* Instructions for the task:
Bring together every line in the data that includes "crate".

[Collected data entries]
- - - - -

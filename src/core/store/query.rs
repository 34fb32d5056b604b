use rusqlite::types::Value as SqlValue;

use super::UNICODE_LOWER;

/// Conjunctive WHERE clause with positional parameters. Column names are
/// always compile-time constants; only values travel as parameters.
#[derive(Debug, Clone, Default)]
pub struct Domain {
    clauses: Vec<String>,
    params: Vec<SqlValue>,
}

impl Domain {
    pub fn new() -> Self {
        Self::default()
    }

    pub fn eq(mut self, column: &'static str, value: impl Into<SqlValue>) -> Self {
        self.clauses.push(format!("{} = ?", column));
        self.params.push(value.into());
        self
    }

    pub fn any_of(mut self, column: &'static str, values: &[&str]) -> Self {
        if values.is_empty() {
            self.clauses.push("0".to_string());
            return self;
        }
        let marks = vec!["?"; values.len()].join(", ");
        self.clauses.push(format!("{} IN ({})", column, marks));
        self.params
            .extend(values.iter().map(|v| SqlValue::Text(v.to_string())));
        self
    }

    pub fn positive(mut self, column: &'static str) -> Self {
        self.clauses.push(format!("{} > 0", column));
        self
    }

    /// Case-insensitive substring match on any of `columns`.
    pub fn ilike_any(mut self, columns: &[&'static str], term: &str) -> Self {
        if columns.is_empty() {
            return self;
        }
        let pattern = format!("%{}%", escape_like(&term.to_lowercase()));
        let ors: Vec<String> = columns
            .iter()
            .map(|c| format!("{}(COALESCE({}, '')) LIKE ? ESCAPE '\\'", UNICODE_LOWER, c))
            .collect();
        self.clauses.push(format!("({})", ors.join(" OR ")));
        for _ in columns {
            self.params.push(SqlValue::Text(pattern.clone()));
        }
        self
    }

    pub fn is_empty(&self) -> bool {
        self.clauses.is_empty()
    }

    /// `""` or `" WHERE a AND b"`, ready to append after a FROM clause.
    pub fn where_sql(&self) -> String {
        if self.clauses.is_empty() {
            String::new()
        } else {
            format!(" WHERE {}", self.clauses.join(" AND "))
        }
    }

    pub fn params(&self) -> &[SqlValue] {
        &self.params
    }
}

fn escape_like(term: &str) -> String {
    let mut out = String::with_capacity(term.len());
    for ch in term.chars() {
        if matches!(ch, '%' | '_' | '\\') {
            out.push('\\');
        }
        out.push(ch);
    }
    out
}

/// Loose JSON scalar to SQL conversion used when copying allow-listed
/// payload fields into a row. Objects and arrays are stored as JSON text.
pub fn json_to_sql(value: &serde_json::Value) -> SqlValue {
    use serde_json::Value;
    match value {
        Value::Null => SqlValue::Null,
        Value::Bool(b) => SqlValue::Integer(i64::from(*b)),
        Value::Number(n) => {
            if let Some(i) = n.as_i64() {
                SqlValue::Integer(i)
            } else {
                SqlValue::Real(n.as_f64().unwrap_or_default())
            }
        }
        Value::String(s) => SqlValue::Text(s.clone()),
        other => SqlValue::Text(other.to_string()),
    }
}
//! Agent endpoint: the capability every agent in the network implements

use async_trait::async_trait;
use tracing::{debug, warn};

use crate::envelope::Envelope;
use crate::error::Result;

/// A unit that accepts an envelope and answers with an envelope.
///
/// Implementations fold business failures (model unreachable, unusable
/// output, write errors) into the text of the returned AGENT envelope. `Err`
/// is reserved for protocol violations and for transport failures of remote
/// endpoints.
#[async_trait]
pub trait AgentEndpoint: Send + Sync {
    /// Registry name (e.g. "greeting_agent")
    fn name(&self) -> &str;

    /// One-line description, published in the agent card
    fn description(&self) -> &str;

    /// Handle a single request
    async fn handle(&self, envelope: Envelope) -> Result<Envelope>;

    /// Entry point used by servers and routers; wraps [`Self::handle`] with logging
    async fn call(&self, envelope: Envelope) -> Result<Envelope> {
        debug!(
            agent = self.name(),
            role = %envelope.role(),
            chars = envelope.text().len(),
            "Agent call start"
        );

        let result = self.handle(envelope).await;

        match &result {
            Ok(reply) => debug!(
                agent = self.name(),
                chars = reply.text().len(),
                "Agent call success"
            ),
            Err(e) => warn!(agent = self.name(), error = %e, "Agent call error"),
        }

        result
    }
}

- - - - -

* Your solution:
use crate::envelope::Envelope;
use crate::error::Result;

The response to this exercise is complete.